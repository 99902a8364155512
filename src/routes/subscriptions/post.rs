//! src/routes/subscriptions/post.rs

use actix_web::{web, HttpResponse};
use anyhow::Context;
use sqlx::PgPool;
use tracing::{field::display, Span};

use crate::configuration::ExecutionMode;
use crate::domain::{NewSubscriber, PhoneNumber, Subscriber, ValidationError};
use crate::error::AppResult;
use crate::sms_client::SmsClient;
use crate::sms_templates::confirmation_body;
use crate::store::{get_subscriber_by_phone, insert_subscriber, is_phone_subscribed_twice_err};

#[derive(serde::Deserialize)]
#[serde(rename_all = "camelCase")]
pub struct SubscribeBody {
    phone_number: Option<String>,
    district: Option<String>,
    city: Option<String>,
}

impl TryFrom<SubscribeBody> for NewSubscriber {
    type Error = ValidationError;

    fn try_from(value: SubscribeBody) -> Result<Self, Self::Error> {
        let phone_number = PhoneNumber::parse(value.phone_number.unwrap_or_default())?;
        let district = value
            .district
            .filter(|d| !d.trim().is_empty())
            .ok_or(ValidationError::MissingField("district"))?;
        let city = value
            .city
            .filter(|c| !c.trim().is_empty())
            .ok_or(ValidationError::MissingField("city"))?;
        Ok(Self {
            phone_number,
            district,
            city,
        })
    }
}

/// `POST /api/subscribe`
///
/// A phone number that is already enrolled is a success path: 200 with an
/// informational message, no new row, no SMS. A fresh number is persisted
/// first; the confirmation SMS comes after, so a delivery failure leaves the
/// row in place and surfaces as a 500.
#[tracing::instrument(
    name = "Adding a new subscriber.",
    skip(body, pool, sms_client, execution_mode),
    fields(
        subscriber_phone = tracing::field::Empty,
        subscriber_city = tracing::field::Empty
    )
)]
pub async fn subscribe(
    body: web::Json<SubscribeBody>,
    pool: web::Data<PgPool>,
    sms_client: web::Data<SmsClient>,
    execution_mode: web::Data<ExecutionMode>,
) -> AppResult<HttpResponse> {
    let new_subscriber: NewSubscriber = body.into_inner().try_into()?;
    Span::current()
        .record("subscriber_phone", display(&new_subscriber.phone_number))
        .record("subscriber_city", display(&new_subscriber.city));

    if let Some(existing) = get_subscriber_by_phone(&pool, &new_subscriber.phone_number).await? {
        return Ok(already_subscribed_response(&existing));
    }
    if let Err(err) = insert_subscriber(&pool, &new_subscriber).await {
        if is_phone_subscribed_twice_err(&err) {
            // Lost an insert race against a concurrent subscribe.
            let existing = get_subscriber_by_phone(&pool, &new_subscriber.phone_number)
                .await?
                .context("Subscriber vanished after a unique-constraint violation.")?;
            return Ok(already_subscribed_response(&existing));
        }
        return Err(err.into());
    }
    if *execution_mode.get_ref() == ExecutionMode::Live {
        sms_client
            .send_sms(
                &new_subscriber.phone_number,
                &confirmation_body(&new_subscriber.city),
            )
            .await?;
    }
    Ok(HttpResponse::Created().json(serde_json::json!({
        "message": format!(
            "Subscribed {} to hourly weather alerts for {}.",
            new_subscriber.phone_number, new_subscriber.city
        ),
    })))
}

fn already_subscribed_response(existing: &Subscriber) -> HttpResponse {
    HttpResponse::Ok().json(serde_json::json!({
        "message": format!(
            "{} is already subscribed to weather alerts for {}, {}.",
            existing.phone_number, existing.city, existing.district
        ),
    }))
}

============

## Exercise details
All records are to be printed again, exactly and completely.

## Exercise output
repository 99902a8364155512
filename src/routes/subscriptions/post.rs
//! src/routes/subscriptions/post.rs

use actix_web::{web, HttpResponse};
use anyhow::Context;
use sqlx::PgPool;
use tracing::{field::display, Span};

use crate::configuration::ExecutionMode;
use crate::domain::{NewSubscriber, PhoneNumber, Subscriber, ValidationError};
use crate::error::AppResult;
use crate::sms_client::SmsClient;
use crate::sms_templates::confirmation_body;
use crate::store::{get_subscriber_by_phone, insert_subscriber, is_phone_subscribed_twice_err};

#[derive(serde::Deserialize)]
#[serde(rename_all = "camelCase")]
pub struct SubscribeBody {
    phone_number: Option<String>,
    district: Option<String>,
    city: Option<String>,
}

impl TryFrom<SubscribeBody> for NewSubscriber {
    type Error = ValidationError;

    fn try_from(value: SubscribeBody) -> Result<Self, Self::Error> {
        let phone_number = PhoneNumber::parse(value.phone_number.unwrap_or_default())?;
        let district = value
            .district
            .filter(|d| !d.trim().is_empty())
            .ok_or(ValidationError::MissingField("district"))?;
        let city = value
            .city
            .filter(|c| !c.trim().is_empty())
            .ok_or(ValidationError::MissingField("city"))?;
        Ok(Self {
            phone_number,
            district,
            city,
        })
    }
}

/// `POST /api/subscribe`
///
/// A phone number that is already enrolled is a success path: 200 with an
/// informational message, no new row, no SMS. A fresh number is persisted
/// first; the confirmation SMS comes after, so a delivery failure leaves the
/// row in place and surfaces as a 500.
#[tracing::instrument(
    name = "Adding a new subscriber.",
    skip(body, pool, sms_client, execution_mode),
    fields(
        subscriber_phone = tracing::field::Empty,
        subscriber_city = tracing::field::Empty
    )
)]
pub async fn subscribe(
    body: web::Json<SubscribeBody>,
    pool: web::Data<PgPool>,
    sms_client: web::Data<SmsClient>,
    execution_mode: web::Data<ExecutionMode>,
) -> AppResult<HttpResponse> {
    let new_subscriber: NewSubscriber = body.into_inner().try_into()?;
    Span::current()
        .record("subscriber_phone", display(&new_subscriber.phone_number))
        .record("subscriber_city", display(&new_subscriber.city));

    if let Some(existing) = get_subscriber_by_phone(&pool, &new_subscriber.phone_number).await? {
        return Ok(already_subscribed_response(&existing));
    }
    if let Err(err) = insert_subscriber(&pool, &new_subscriber).await {
        if is_phone_subscribed_twice_err(&err) {
            // Lost an insert race against a concurrent subscribe.
            let existing = get_subscriber_by_phone(&pool, &new_subscriber.phone_number)
                .await?
                .context("Subscriber vanished after a unique-constraint violation.")?;
            return Ok(already_subscribed_response(&existing));
        }
        return Err(err.into());
    }
    if *execution_mode.get_ref() == ExecutionMode::Live {
        sms_client
            .send_sms(
                &new_subscriber.phone_number,
                &confirmation_body(&new_subscriber.city),
            )
            .await?;
    }
    Ok(HttpResponse::Created().json(serde_json::json!({
        "message": format!(
            "Subscribed {} to hourly weather alerts for {}.",
            new_subscriber.phone_number, new_subscriber.city
        ),
    })))
}

fn already_subscribed_response(existing: &Subscriber) -> HttpResponse {
    HttpResponse::Ok().json(serde_json::json!({
        "message": format!(
            "{} is already subscribed to weather alerts for {}, {}.",
            existing.phone_number, existing.city, existing.district
        ),
    }))
}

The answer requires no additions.